_DATASET RECORDS_
***

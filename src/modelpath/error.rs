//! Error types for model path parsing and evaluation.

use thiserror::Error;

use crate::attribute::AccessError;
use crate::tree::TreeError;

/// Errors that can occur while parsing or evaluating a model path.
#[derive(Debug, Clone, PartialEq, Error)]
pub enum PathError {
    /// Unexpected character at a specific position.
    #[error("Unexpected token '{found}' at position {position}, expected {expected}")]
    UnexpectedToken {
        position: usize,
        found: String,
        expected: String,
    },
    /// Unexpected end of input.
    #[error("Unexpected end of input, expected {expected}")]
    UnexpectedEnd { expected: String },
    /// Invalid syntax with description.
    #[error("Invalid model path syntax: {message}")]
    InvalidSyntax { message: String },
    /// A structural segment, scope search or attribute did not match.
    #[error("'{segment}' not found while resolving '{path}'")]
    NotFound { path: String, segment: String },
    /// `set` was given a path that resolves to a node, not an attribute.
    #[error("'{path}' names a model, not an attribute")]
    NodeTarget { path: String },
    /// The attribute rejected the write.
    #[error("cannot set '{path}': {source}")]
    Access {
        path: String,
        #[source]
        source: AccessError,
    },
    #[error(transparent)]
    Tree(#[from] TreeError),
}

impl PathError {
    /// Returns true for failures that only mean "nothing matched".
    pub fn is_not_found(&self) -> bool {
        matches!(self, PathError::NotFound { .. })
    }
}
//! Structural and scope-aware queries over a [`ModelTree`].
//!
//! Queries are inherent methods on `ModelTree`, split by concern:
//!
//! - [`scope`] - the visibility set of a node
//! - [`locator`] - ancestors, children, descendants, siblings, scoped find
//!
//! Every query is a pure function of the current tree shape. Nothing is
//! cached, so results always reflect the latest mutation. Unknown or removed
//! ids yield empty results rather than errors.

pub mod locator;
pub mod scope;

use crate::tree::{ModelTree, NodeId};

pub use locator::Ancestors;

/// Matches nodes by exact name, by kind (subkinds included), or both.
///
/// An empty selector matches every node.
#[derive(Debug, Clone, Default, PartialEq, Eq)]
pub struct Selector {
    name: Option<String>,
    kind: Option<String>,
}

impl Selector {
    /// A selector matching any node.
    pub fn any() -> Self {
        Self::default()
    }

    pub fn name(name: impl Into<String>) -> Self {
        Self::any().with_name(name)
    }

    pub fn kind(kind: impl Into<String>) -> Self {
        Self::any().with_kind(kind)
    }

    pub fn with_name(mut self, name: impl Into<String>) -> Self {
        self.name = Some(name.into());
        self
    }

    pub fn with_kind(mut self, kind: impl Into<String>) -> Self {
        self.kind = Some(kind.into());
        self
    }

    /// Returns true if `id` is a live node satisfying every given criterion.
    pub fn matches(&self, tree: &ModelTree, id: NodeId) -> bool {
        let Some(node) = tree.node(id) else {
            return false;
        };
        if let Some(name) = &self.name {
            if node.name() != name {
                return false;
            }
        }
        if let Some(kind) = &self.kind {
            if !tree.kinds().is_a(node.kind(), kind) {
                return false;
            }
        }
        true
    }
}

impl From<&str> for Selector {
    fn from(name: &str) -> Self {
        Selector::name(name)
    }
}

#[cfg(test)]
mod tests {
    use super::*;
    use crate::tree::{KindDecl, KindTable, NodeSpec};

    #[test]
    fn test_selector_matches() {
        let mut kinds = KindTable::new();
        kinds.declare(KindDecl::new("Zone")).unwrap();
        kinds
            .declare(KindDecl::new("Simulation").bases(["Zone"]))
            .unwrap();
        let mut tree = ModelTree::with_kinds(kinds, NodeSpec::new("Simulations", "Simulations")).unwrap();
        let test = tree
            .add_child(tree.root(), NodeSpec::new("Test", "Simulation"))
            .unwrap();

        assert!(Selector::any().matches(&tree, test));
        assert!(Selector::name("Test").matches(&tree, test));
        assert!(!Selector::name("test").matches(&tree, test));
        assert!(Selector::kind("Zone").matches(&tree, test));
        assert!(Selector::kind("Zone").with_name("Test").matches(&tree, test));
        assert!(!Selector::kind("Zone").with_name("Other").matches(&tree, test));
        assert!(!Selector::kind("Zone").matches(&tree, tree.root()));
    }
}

***

_ABOUT THIS TASK_
Top to bottom, the records above must be output exactly.

_RESULT FOR THIS EXERCISE_
filename src/modelpath/error.rs
//! Error types for model path parsing and evaluation.

use thiserror::Error;

use crate::attribute::AccessError;
use crate::tree::TreeError;

/// Errors that can occur while parsing or evaluating a model path.
#[derive(Debug, Clone, PartialEq, Error)]
pub enum PathError {
    /// Unexpected character at a specific position.
    #[error("Unexpected token '{found}' at position {position}, expected {expected}")]
    UnexpectedToken {
        position: usize,
        found: String,
        expected: String,
    },
    /// Unexpected end of input.
    #[error("Unexpected end of input, expected {expected}")]
    UnexpectedEnd { expected: String },
    /// Invalid syntax with description.
    #[error("Invalid model path syntax: {message}")]
    InvalidSyntax { message: String },
    /// A structural segment, scope search or attribute did not match.
    #[error("'{segment}' not found while resolving '{path}'")]
    NotFound { path: String, segment: String },
    /// `set` was given a path that resolves to a node, not an attribute.
    #[error("'{path}' names a model, not an attribute")]
    NodeTarget { path: String },
    /// The attribute rejected the write.
    #[error("cannot set '{path}': {source}")]
    Access {
        path: String,
        #[source]
        source: AccessError,
    },
    #[error(transparent)]
    Tree(#[from] TreeError),
}

impl PathError {
    /// Returns true for failures that only mean "nothing matched".
    pub fn is_not_found(&self) -> bool {
        matches!(self, PathError::NotFound { .. })
    }
}
//! Structural and scope-aware queries over a [`ModelTree`].
//!
//! Queries are inherent methods on `ModelTree`, split by concern:
//!
//! - [`scope`] - the visibility set of a node
//! - [`locator`] - ancestors, children, descendants, siblings, scoped find
//!
//! Every query is a pure function of the current tree shape. Nothing is
//! cached, so results always reflect the latest mutation. Unknown or removed
//! ids yield empty results rather than errors.

pub mod locator;
pub mod scope;

use crate::tree::{ModelTree, NodeId};

pub use locator::Ancestors;

/// Matches nodes by exact name, by kind (subkinds included), or both.
///
/// An empty selector matches every node.
#[derive(Debug, Clone, Default, PartialEq, Eq)]
pub struct Selector {
    name: Option<String>,
    kind: Option<String>,
}

impl Selector {
    /// A selector matching any node.
    pub fn any() -> Self {
        Self::default()
    }

    pub fn name(name: impl Into<String>) -> Self {
        Self::any().with_name(name)
    }

    pub fn kind(kind: impl Into<String>) -> Self {
        Self::any().with_kind(kind)
    }

    pub fn with_name(mut self, name: impl Into<String>) -> Self {
        self.name = Some(name.into());
        self
    }

    pub fn with_kind(mut self, kind: impl Into<String>) -> Self {
        self.kind = Some(kind.into());
        self
    }

    /// Returns true if `id` is a live node satisfying every given criterion.
    pub fn matches(&self, tree: &ModelTree, id: NodeId) -> bool {
        let Some(node) = tree.node(id) else {
            return false;
        };
        if let Some(name) = &self.name {
            if node.name() != name {
                return false;
            }
        }
        if let Some(kind) = &self.kind {
            if !tree.kinds().is_a(node.kind(), kind) {
                return false;
            }
        }
        true
    }
}

impl From<&str> for Selector {
    fn from(name: &str) -> Self {
        Selector::name(name)
    }
}

#[cfg(test)]
mod tests {
    use super::*;
    use crate::tree::{KindDecl, KindTable, NodeSpec};

    #[test]
    fn test_selector_matches() {
        let mut kinds = KindTable::new();
        kinds.declare(KindDecl::new("Zone")).unwrap();
        kinds
            .declare(KindDecl::new("Simulation").bases(["Zone"]))
            .unwrap();
        let mut tree = ModelTree::with_kinds(kinds, NodeSpec::new("Simulations", "Simulations")).unwrap();
        let test = tree
            .add_child(tree.root(), NodeSpec::new("Test", "Simulation"))
            .unwrap();

        assert!(Selector::any().matches(&tree, test));
        assert!(Selector::name("Test").matches(&tree, test));
        assert!(!Selector::name("test").matches(&tree, test));
        assert!(Selector::kind("Zone").matches(&tree, test));
        assert!(Selector::kind("Zone").with_name("Test").matches(&tree, test));
        assert!(!Selector::kind("Zone").with_name("Other").matches(&tree, test));
        assert!(!Selector::kind("Zone").matches(&tree, tree.root()));
    }
}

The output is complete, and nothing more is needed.